En prélude au lancement, ce mardi 11 novembre, des opérations d’exploitation et d’exportation du fer de Simandou, nous avons interrogé le directeur général de Rio Tinto Guinée. Aboubacar Koulibaly revient sur l’accélération du projet ces dernières années, les enjeux géostratégiques de l’entrée en production de ce mégaprojet et les perspectives de transformation locale du minerai de fer de très haute qualité qui permettra de décarboner l’industrie mondiale de l’acier.

La Lance : Auparavant au point mort, le projet Simandou a été accéléré ces derniers temps. Pourquoi, selon vous ?

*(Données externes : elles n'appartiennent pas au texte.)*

//! Tests for override vs raw vs default precedence.

use super::super::{ClipRange, PatchPosition, Preprocessing, PreprocessingStep};
use super::*;

mod defaults_applied {
    use super::*;

    #[test]
    fn empty_inputs_get_documented_defaults() {
        let config = spectralis_sample().resolve_raw(&RawConfig::default()).unwrap();

        assert_eq!(config.patch_width, 15);
        assert_eq!(config.patch_height, 15);
        assert_eq!(config.verbosity, 1);
        assert_eq!(config.data_loader, "spectralis");
        assert_eq!(config.label_loader, "LabelsFromLabelingTool");
        assert!(!config.print_timings);
        assert!(!config.save_appearance_terms);
        assert!(!config.compute_on_accelerator);
        assert_eq!(config.num_patches_per_class, 30);
        assert!(config.center_patches);
        assert_eq!(config.patch_position, PatchPosition::Middle);
        assert_eq!(config.preprocessing, Preprocessing::default());
        assert!(!config.clip);
        assert!(config.clip_range.is_none());
    }

    #[test]
    fn directories_are_recorded_verbatim() {
        let config = spectralis_sample().resolve_raw(&RawConfig::default()).unwrap();

        assert_eq!(config.data_dir, Path::new("/data/scans"));
        assert_eq!(config.label_dir, Path::new("/data/truth"));
    }
}

mod override_precedence {
    use super::*;

    #[test]
    fn override_patch_width_beats_raw() {
        let raw = RawConfig {
            patch_width: Some(21),
            ..RawConfig::default()
        };
        let overrides = RawConfig {
            patch_width: Some(9),
            ..RawConfig::default()
        };

        let config = spectralis_sample().resolve(&raw, &overrides, 2).unwrap();

        assert_eq!(config.patch_width, 9);
    }

    #[test]
    fn raw_value_beats_default() {
        let raw = RawConfig {
            num_patches_per_class: Some(100),
            patch_position: Some(PatchPosition::Random),
            ..RawConfig::default()
        };

        let config = spectralis_sample().resolve_raw(&raw).unwrap();

        assert_eq!(config.num_patches_per_class, 100);
        assert_eq!(config.patch_position, PatchPosition::Random);
    }

    #[test]
    fn fields_are_resolved_independently() {
        let raw = RawConfig {
            patch_width: Some(21),
            patch_height: Some(31),
            ..RawConfig::default()
        };
        let overrides = RawConfig {
            patch_width: Some(9),
            ..RawConfig::default()
        };

        let config = spectralis_sample().resolve(&raw, &overrides, 2).unwrap();

        assert_eq!(config.patch_width, 9);
        assert_eq!(config.patch_height, 31);
    }

    #[test]
    fn override_false_beats_raw_true() {
        let raw = RawConfig {
            center_patches: Some(true),
            ..RawConfig::default()
        };
        let overrides = RawConfig {
            center_patches: Some(false),
            ..RawConfig::default()
        };

        let config = spectralis_sample().resolve(&raw, &overrides, 2).unwrap();

        assert!(!config.center_patches);
    }

    #[test]
    fn override_preprocessing_replaces_whole_pipeline() {
        let raw = RawConfig {
            preprocessing: Some(Preprocessing {
                patch_level: vec![PreprocessingStep::ZeroMean],
                scan_level: vec![PreprocessingStep::GaussianSmoothing { sigma: 2.0 }],
            }),
            ..RawConfig::default()
        };
        let overrides = RawConfig {
            preprocessing: Some(Preprocessing {
                patch_level: vec![PreprocessingStep::EigenspaceProjection { rank: 5 }],
                scan_level: Vec::new(),
            }),
            ..RawConfig::default()
        };

        let config = spectralis_sample().resolve(&raw, &overrides, 2).unwrap();

        assert_eq!(
            config.preprocessing.patch_level,
            vec![PreprocessingStep::EigenspaceProjection { rank: 5 }]
        );
        assert!(config.preprocessing.scan_level.is_empty());
    }

    #[test]
    fn inputs_are_not_modified() {
        let raw = RawConfig {
            patch_width: Some(21),
            ..RawConfig::default()
        };
        let overrides = RawConfig {
            patch_width: Some(9),
            ..RawConfig::default()
        };
        let raw_before = raw.clone();
        let overrides_before = overrides.clone();

        let _ = spectralis_sample().resolve(&raw, &overrides, 2).unwrap();

        assert_eq!(raw, raw_before);
        assert_eq!(overrides, overrides_before);
    }
}

mod validation {
    use super::*;

    #[test]
    fn zero_patch_width_is_rejected() {
        let raw = RawConfig {
            patch_width: Some(0),
            ..RawConfig::default()
        };

        let result = spectralis_sample().resolve_raw(&raw);

        assert!(matches!(
            result,
            Err(ConfigError::InvalidValue {
                field: "patch_width",
                ..
            })
        ));
    }

    #[test]
    fn verbosity_above_two_is_rejected() {
        let overrides = RawConfig {
            verbosity: Some(3),
            ..RawConfig::default()
        };

        let result = spectralis_sample().resolve(&RawConfig::default(), &overrides, 2);

        assert!(matches!(
            result,
            Err(ConfigError::InvalidValue {
                field: "verbosity",
                ..
            })
        ));
    }

    #[test]
    fn zero_patches_per_class_is_rejected() {
        let raw = RawConfig {
            num_patches_per_class: Some(0),
            ..RawConfig::default()
        };

        let result = spectralis_sample().resolve_raw(&raw);

        assert!(matches!(
            result,
            Err(ConfigError::InvalidValue {
                field: "num_patches_per_class",
                ..
            })
        ));
    }

    #[test]
    fn even_patch_width_is_passed_through() {
        let raw = RawConfig {
            patch_width: Some(16),
            ..RawConfig::default()
        };

        let config = spectralis_sample().resolve_raw(&raw).unwrap();

        assert_eq!(config.patch_width, 16);
    }
}

mod idempotence {
    use super::*;

    #[test]
    fn resolving_a_resolved_config_changes_nothing() {
        let harness = spectralis_sample();
        let raw = RawConfig {
            patch_width: Some(21),
            verbosity: Some(2),
            label_ids: Some(vec![vec![4, 5], vec![6, 7]]),
            clip: Some(true),
            clip_range: Some(ClipRange::new(10, 700)),
            ..RawConfig::default()
        };
        let first = harness.resolve_raw(&raw).unwrap();

        let explicit = RawConfig::from(&first);
        let second = harness.resolve_raw(&explicit).unwrap();

        assert_eq!(RawConfig::from(&second), explicit);
        assert_eq!(second.scan_width, first.scan_width);
        assert_eq!(second.boundary_count, first.boundary_count);
        assert_eq!(second.regions_per_bscan, first.regions_per_bscan);
    }

    #[test]
    fn fully_specified_scalars_are_kept() {
        let raw = RawConfig {
            patch_width: Some(7),
            patch_height: Some(9),
            verbosity: Some(0),
            print_timings: Some(true),
            save_appearance_terms: Some(true),
            compute_on_accelerator: Some(true),
            num_patches_per_class: Some(12),
            center_patches: Some(false),
            patch_position: Some(PatchPosition::Random),
            clip: Some(false),
            ..RawConfig::default()
        };

        let config = spectralis_sample().resolve_raw(&raw).unwrap();
        let round_trip = RawConfig::from(&config);

        assert_eq!(round_trip.patch_width, raw.patch_width);
        assert_eq!(round_trip.patch_height, raw.patch_height);
        assert_eq!(round_trip.verbosity, raw.verbosity);
        assert_eq!(round_trip.print_timings, raw.print_timings);
        assert_eq!(round_trip.save_appearance_terms, raw.save_appearance_terms);
        assert_eq!(round_trip.compute_on_accelerator, raw.compute_on_accelerator);
        assert_eq!(round_trip.num_patches_per_class, raw.num_patches_per_class);
        assert_eq!(round_trip.center_patches, raw.center_patches);
        assert_eq!(round_trip.patch_position, raw.patch_position);
        assert_eq!(round_trip.clip, raw.clip);
    }

    #[test]
    fn derived_geometry_follows_the_probe_not_the_previous_result() {
        let first = spectralis_sample().resolve_raw(&RawConfig::default()).unwrap();
        let mut explicit = RawConfig::from(&first);
        explicit.columns_shape = None;
        explicit.columns_pred = None;
        explicit.bscan_region_bounds = None;
        explicit.edges_train = None;
        explicit.layers_train = None;
        explicit.edges_pred = None;
        explicit.layers_pred = None;

        let second = Harness::new(400, 512, 6).resolve_raw(&explicit).unwrap();

        assert_eq!(second.scan_width, 512);
        assert_eq!(second.scan_height, 400);
        assert_eq!(second.boundary_count, 6);
        assert_eq!(second.layer_count, 7);
    }
}
//! Column ranges and sampling helpers.
//!
//! All column indices are 1-based and inclusive on both ends.

use std::fmt;

use serde::{Deserialize, Serialize};

/// Column range a scan is clipped to before patch extraction.
#[derive(Debug, Clone, Copy, PartialEq, Eq, Serialize, Deserialize)]
#[serde(from = "[usize; 2]", into = "[usize; 2]")]
pub struct ClipRange {
    /// First kept column
    pub left: usize,
    /// Last kept column
    pub right: usize,
}

impl ClipRange {
    /// Creates a clip range.
    #[must_use]
    pub const fn new(left: usize, right: usize) -> Self {
        Self { left, right }
    }

    /// Number of columns kept by this range.
    ///
    /// Assumes `left <= right`.
    #[must_use]
    pub const fn width(&self) -> usize {
        self.right - self.left + 1
    }
}

impl From<[usize; 2]> for ClipRange {
    fn from([left, right]: [usize; 2]) -> Self {
        Self { left, right }
    }
}

impl From<ClipRange> for [usize; 2] {
    fn from(range: ClipRange) -> Self {
        [range.left, range.right]
    }
}

impl fmt::Display for ClipRange {
    fn fmt(&self, f: &mut fmt::Formatter<'_>) -> fmt::Result {
        write!(f, "[{}, {}]", self.left, self.right)
    }
}

/// Column bounds of one region within a B-scan.
#[derive(Debug, Clone, Copy, PartialEq, Eq, Serialize, Deserialize)]
#[serde(from = "[usize; 2]", into = "[usize; 2]")]
pub struct RegionBounds {
    /// First column of the region
    pub left: usize,
    /// Last column of the region
    pub right: usize,
}

impl RegionBounds {
    /// Creates region bounds.
    #[must_use]
    pub const fn new(left: usize, right: usize) -> Self {
        Self { left, right }
    }

    /// A single region covering columns `1..=width`.
    #[must_use]
    pub const fn full(width: usize) -> Self {
        Self { left: 1, right: width }
    }

    /// Returns `true` if the bounds are ordered and lie inside `1..=width`.
    #[must_use]
    pub const fn fits(&self, width: usize) -> bool {
        self.left >= 1 && self.left <= self.right && self.right <= width
    }
}

impl From<[usize; 2]> for RegionBounds {
    fn from([left, right]: [usize; 2]) -> Self {
        Self { left, right }
    }
}

impl From<RegionBounds> for [usize; 2] {
    fn from(bounds: RegionBounds) -> Self {
        [bounds.left, bounds.right]
    }
}

/// Returns `1..=count` as a vector.
#[must_use]
pub fn one_based(count: usize) -> Vec<usize> {
    (1..=count).collect()
}

/// Evenly spaced columns over `1..=width` at half density.
///
/// Takes `ceil(width / 2)` points (at least two when the width allows it, so
/// both ends are covered), rounds each to the nearest column and drops
/// duplicates. The result is strictly increasing, starts at 1 and ends at
/// `width`. A zero width yields no columns.
#[must_use]
pub fn subsample_columns(width: usize) -> Vec<usize> {
    if width == 0 {
        return Vec::new();
    }

    let count = width.div_ceil(2).max(width.min(2));
    if count == 1 {
        return vec![1];
    }

    #[allow(clippy::cast_precision_loss)]
    let step = (width - 1) as f64 / (count - 1) as f64;

    let mut columns: Vec<usize> = (0..count)
        .map(|i| {
            #[allow(
                clippy::cast_precision_loss,
                clippy::cast_possible_truncation,
                clippy::cast_sign_loss
            )]
            let column = (1.0 + i as f64 * step).round() as usize;
            column.clamp(1, width)
        })
        .collect();
    columns.dedup();
    columns
}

Aboubacar Koulibaly : Je pense que c’est la volonté commune de mettre en œuvre le projet qui explique son accélération. Le changement de régimes politiques a permis de le codévelopper. Sur les blocs 3 et 4, Simfer avait ses conventions sur la mine mais aussi le BOT pour développer les infrastructures. Winning, sur les blocs 1 et 4, avait ses conventions aussi sur la mine, les rails et le port. L’avènement des nouvelles autorités a permis de comprendre qu’il faut travailler ensemble sur les infrastructures. Surtout que les coûts d’investissements étaient très élevés pour un seul partenaire. Il fallait tenir compte du budget, des financements disponibles, des efforts et de l’expertise de chacune des parties.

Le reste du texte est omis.